Diarrhea is among the leading infectious killers of children worldwide, second only to pneumonia in its contribution to child mortality. Rotavirus, the most important cause of diarrhea, is responsible for an estimated 527,000 deaths1
and 138 million episodes of diarrhea2
in the world each year. While oral rehydration programs have been successful in reducing the mortality from diarrhea, the overall incidence of diarrhea has not declined since the 1950’s.3
The introduction of two rotavirus vaccines in 2006 offered new tools to prevent both diarrhea episodes and diarrhea-related deaths.
In Nicaragua, rotavirus had been detected in 28% of children who received care for diarrhea.4
As found elsewhere in the developing world, Nicaraguan children historically acquired their first rotavirus infection at a young age; by one year, 90% had developed symptomatic rotavirus diarrhea or had evidence of seroconversion.5
The highest peak of rotavirus transmission in Central America occurs during the dry season (Quarter 1, January to March).6
In October, 2006, Nicaragua became the first nation eligible for funding by the GAVI Alliance to begin universal infant rotavirus immunization. Nicaraguan infants receive the pentavalent rotavirus vaccine (Rotateq®, Merck) through the national Expanded Program on Immunization at the ages of 2,4, and 6 months. The rotavirus vaccine was made available to all infants who were born on or after August, 2006. Children born before this time were not eligible to receive the vaccine. By the end of 2007, the local health ministry in León, Nicaragua, reported that the vaccine’s coverage in the state was 98% for receipt of the first dose, 93% for receipt of the second dose, and 77% for receipt of all three doses. The coverage for the complete series in León’s 10 municipalities ranged from 61% to 82%.
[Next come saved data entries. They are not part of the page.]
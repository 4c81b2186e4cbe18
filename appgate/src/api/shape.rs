//! Version-gated wire shapes
//!
//! A resource's request body is the same JSON document on every revision,
//! minus the fields a given revision does not know. Each collection declares
//! those fields once, with the revision that introduced them and, for fields
//! the peer later dropped, the revision that removed them.

use serde_json::Value;
use tfplug::types::{AttributePath, Dynamic};

use super::version::ApiRevision;

/// A field that exists only on some revisions
#[derive(Debug, Clone, Copy)]
pub struct FieldGate {
    /// Dotted camelCase path in the request body, e.g. `clientInterface.overrideSpaMode`
    pub wire: &'static str,
    /// Dotted host attribute path, e.g. `client_interface.override_spa_mode`
    pub attribute: &'static str,
    pub since: ApiRevision,
    /// First revision that no longer accepts the field
    pub until: Option<ApiRevision>,
}

impl FieldGate {
    pub const fn since(wire: &'static str, attribute: &'static str, since: ApiRevision) -> Self {
        Self {
            wire,
            attribute,
            since,
            until: None,
        }
    }

    pub const fn until(wire: &'static str, attribute: &'static str, until: ApiRevision) -> Self {
        Self {
            wire,
            attribute,
            since: ApiRevision::MIN,
            until: Some(until),
        }
    }

    pub fn supported(&self, revision: ApiRevision) -> bool {
        revision >= self.since && self.until.map_or(true, |until| revision < until)
    }
}

/// The revision table of one collection
#[derive(Debug)]
pub struct WireShape {
    pub gates: &'static [FieldGate],
}

/// A declared attribute the active revision cannot carry
#[derive(Debug, Clone)]
pub struct UnmetGate {
    pub path: AttributePath,
    pub gate: FieldGate,
}

impl WireShape {
    pub const EMPTY: WireShape = WireShape { gates: &[] };

    /// Removes every field the revision does not know. Arrays are walked so
    /// gates apply to each element of a nested list.
    pub fn encode(&self, revision: ApiRevision, body: &mut Value) {
        for gate in self.gates.iter().filter(|g| !g.supported(revision)) {
            let segments: Vec<&str> = gate.wire.split('.').collect();
            remove_path(body, &segments);
        }
    }

    /// Attributes present in `config` that need a newer revision than
    /// `revision`. Fields retired by later revisions are not reported; they
    /// are dropped or translated on the way out.
    pub fn unmet(&self, revision: ApiRevision, config: &Dynamic) -> Vec<UnmetGate> {
        self.gates
            .iter()
            .filter(|g| revision < g.since)
            .filter_map(|gate| {
                let segments: Vec<&str> = gate.attribute.split('.').collect();
                find_present(config, &segments, AttributePath::root())
                    .map(|path| UnmetGate { path, gate: *gate })
            })
            .collect()
    }
}

fn remove_path(value: &mut Value, segments: &[&str]) {
    let Some((first, rest)) = segments.split_first() else {
        return;
    };

    match value {
        Value::Object(map) => {
            if rest.is_empty() {
                map.remove(*first);
            } else if let Some(child) = map.get_mut(*first) {
                remove_path(child, rest);
            }
        }
        Value::Array(items) => {
            for item in items {
                remove_path(item, segments);
            }
        }
        _ => {}
    }
}

fn is_declared(value: &Dynamic) -> bool {
    match value {
        Dynamic::List(items) => !items.is_empty(),
        Dynamic::Map(map) => !map.is_empty(),
        other => other.is_present(),
    }
}

fn find_present(value: &Dynamic, segments: &[&str], path: AttributePath) -> Option<AttributePath> {
    let Some((first, rest)) = segments.split_first() else {
        return is_declared(value).then_some(path);
    };

    match value {
        Dynamic::Map(map) => map
            .get(*first)
            .and_then(|child| find_present(child, rest, path.attribute(first))),
        Dynamic::List(items) => items.iter().enumerate().find_map(|(idx, item)| {
            find_present(item, segments, path.clone().index(idx as i64))
        }),
        _ => None,
    }
}
//! Criteria, entitlement, user claim and device scripts

use serde::{Deserialize, Serialize};
use serde_json::{Map, Value};
use std::fmt::Debug;
use std::marker::PhantomData;

use super::client::Client;
use super::collection::Collection;
use super::common::AppgateApiResource;
use super::shape::WireShape;

/// Selects the collection an expression script lives in
pub trait ScriptKind: Debug + Clone + Default + Send + Sync + 'static {
    const PATH: &'static str;
}

#[derive(Debug, Clone, Default)]
pub struct Criteria;

#[derive(Debug, Clone, Default)]
pub struct EntitlementScriptKind;

#[derive(Debug, Clone, Default)]
pub struct UserClaim;

impl ScriptKind for Criteria {
    const PATH: &'static str = "/criteria-scripts";
}

impl ScriptKind for EntitlementScriptKind {
    const PATH: &'static str = "/entitlement-scripts";
}

impl ScriptKind for UserClaim {
    const PATH: &'static str = "/user-claim-scripts";
}

/// A named JavaScript expression evaluated by the controller
#[derive(Debug, Clone, Default, Serialize, Deserialize)]
#[serde(rename_all = "camelCase", bound = "")]
pub struct ExpressionScript<K: ScriptKind> {
    #[serde(default)]
    pub id: String,
    pub name: String,
    #[serde(default, skip_serializing_if = "Option::is_none")]
    pub notes: Option<String>,
    #[serde(default)]
    pub tags: Vec<String>,
    #[serde(default)]
    pub expression: String,
    /// Entitlement scripts only: host, portOrType or appShortcut
    #[serde(rename = "type", default, skip_serializing_if = "Option::is_none")]
    pub script_type: Option<String>,
    #[serde(flatten)]
    pub extra: Map<String, Value>,
    #[serde(skip)]
    _kind: PhantomData<K>,
}

impl<K: ScriptKind> AppgateApiResource for ExpressionScript<K> {
    fn api_path() -> &'static str {
        K::PATH
    }

    fn id(&self) -> &str {
        &self.id
    }

    fn set_id(&mut self, id: String) {
        self.id = id;
    }

    fn name(&self) -> &str {
        &self.name
    }
}

pub type CriteriaScript = ExpressionScript<Criteria>;
pub type EntitlementScript = ExpressionScript<EntitlementScriptKind>;
pub type UserClaimScript = ExpressionScript<UserClaim>;

/// A file distributed to clients for device claims
#[derive(Debug, Clone, Default, Serialize, Deserialize)]
#[serde(rename_all = "camelCase")]
pub struct DeviceScript {
    #[serde(default)]
    pub id: String,
    pub name: String,
    #[serde(default, skip_serializing_if = "Option::is_none")]
    pub notes: Option<String>,
    #[serde(default)]
    pub tags: Vec<String>,
    #[serde(default)]
    pub filename: String,
    /// Base64 file content; write-only
    #[serde(default, skip_serializing_if = "Option::is_none")]
    pub file: Option<String>,
    #[serde(default, skip_serializing)]
    pub checksum: Option<String>,
    #[serde(flatten)]
    pub extra: Map<String, Value>,
}

impl AppgateApiResource for DeviceScript {
    fn api_path() -> &'static str {
        "/device-scripts"
    }

    fn id(&self) -> &str {
        &self.id
    }

    fn set_id(&mut self, id: String) {
        self.id = id;
    }

    fn name(&self) -> &str {
        &self.name
    }
}

impl Client {
    pub fn expression_scripts<K: ScriptKind>(&self) -> Collection<'_, ExpressionScript<K>> {
        Collection::new(self, &WireShape::EMPTY)
    }

    pub fn criteria_scripts(&self) -> Collection<'_, CriteriaScript> {
        self.expression_scripts()
    }

    pub fn entitlement_scripts(&self) -> Collection<'_, EntitlementScript> {
        self.expression_scripts()
    }

    pub fn user_claim_scripts(&self) -> Collection<'_, UserClaimScript> {
        self.expression_scripts()
    }

    pub fn device_scripts(&self) -> Collection<'_, DeviceScript> {
        Collection::new(self, &WireShape::EMPTY)
    }
}
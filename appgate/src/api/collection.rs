//! Generic CRUD over one admin API collection

use std::marker::PhantomData;
use tfplug::Context;

use super::client::Client;
use super::common::{AppgateApiResource, ListFilter, ListResponse};
use super::error::ApiError;
use super::shape::WireShape;

/// CRUD handle for the collection holding `T`. Request bodies are shaped
/// for the client's active revision before they are sent.
pub struct Collection<'a, T> {
    client: &'a Client,
    shape: &'static WireShape,
    _marker: PhantomData<T>,
}

impl<'a, T: AppgateApiResource> Collection<'a, T> {
    pub fn new(client: &'a Client, shape: &'static WireShape) -> Self {
        Self {
            client,
            shape,
            _marker: PhantomData,
        }
    }

    pub fn client(&self) -> &'a Client {
        self.client
    }

    pub fn shape(&self) -> &'static WireShape {
        self.shape
    }

    pub async fn list(&self, ctx: &Context, filter: &ListFilter) -> Result<Vec<T>, ApiError> {
        let response: ListResponse<T> = self
            .client
            .get_with_params(ctx, T::api_path(), &filter.to_query_params())
            .await?;
        Ok(response.data)
    }

    /// Lists with a query and keeps exact name matches only
    pub async fn find_by_name(&self, ctx: &Context, name: &str) -> Result<Vec<T>, ApiError> {
        let items = self
            .list(ctx, &ListFilter::new().with_query(name))
            .await?;
        Ok(items.into_iter().filter(|item| item.name() == name).collect())
    }

    pub async fn get(&self, ctx: &Context, id: &str) -> Result<T, ApiError> {
        self.client.get(ctx, &T::resource_path(id)).await
    }

    /// The item must already carry its client-generated id
    pub async fn post(&self, ctx: &Context, item: &T) -> Result<T, ApiError> {
        let body = self.encode(item)?;
        self.client.post(ctx, T::api_path(), &body).await
    }

    /// Full replacement of the object with the item's id
    pub async fn put(&self, ctx: &Context, item: &T) -> Result<T, ApiError> {
        let body = self.encode(item)?;
        self.client
            .put(ctx, &T::resource_path(item.id()), &body)
            .await
    }

    pub async fn delete(&self, ctx: &Context, id: &str) -> Result<(), ApiError> {
        self.client.delete(ctx, &T::resource_path(id)).await
    }

    fn encode(&self, item: &T) -> Result<serde_json::Value, ApiError> {
        let mut body = serde_json::to_value(item)
            .map_err(|e| ApiError::Parse(format!("failed to encode {}: {}", T::api_path(), e)))?;
        self.shape.encode(self.client.revision(), &mut body);
        Ok(body)
    }
}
While the pentavalent rotavirus vaccine was shown to prevent 98% of severe rotavirus gastroenteritis in clinical trials, these trials occurred primarily in Europe and the United States.7
It is unclear whether the rotavirus vaccines will perform as well in the developing world, due to factors such as the distribution of rotavirus genotypes8–11
, the simultaneous use of the oral polio vaccine12–14
, a higher prevalence of malnutrition15–17
and breastfeeding, 18–21
and possible inadequate vaccine storage conditions. The monovalent rotavirus vaccine provided only 49% efficacy against severe rotavirus gastroenteritis in a recent clinical trial in Malawi, significantly lower than the vaccine's efficacy in upper-income countries.22,23
Similarly, a case-control study based in four Nicaraguan hospitals found the pentavalent rotavirus vaccine to be 58% effective against severe rotavirus diarrhea.24
To quantify the impact of the rotavirus immunization program in Nicaragua, we compared the incidence of all-cause diarrhea and diarrhea-related mortality in children before and after the immunization program using data collected by the local health ministry in the state of León, Sistemas Locales de Atención Integral a la Salud (SILAIS). By examining the impact over several years after the introduction of the immunization program, we reduced the effect of possible annual variation of rotavirus transmission.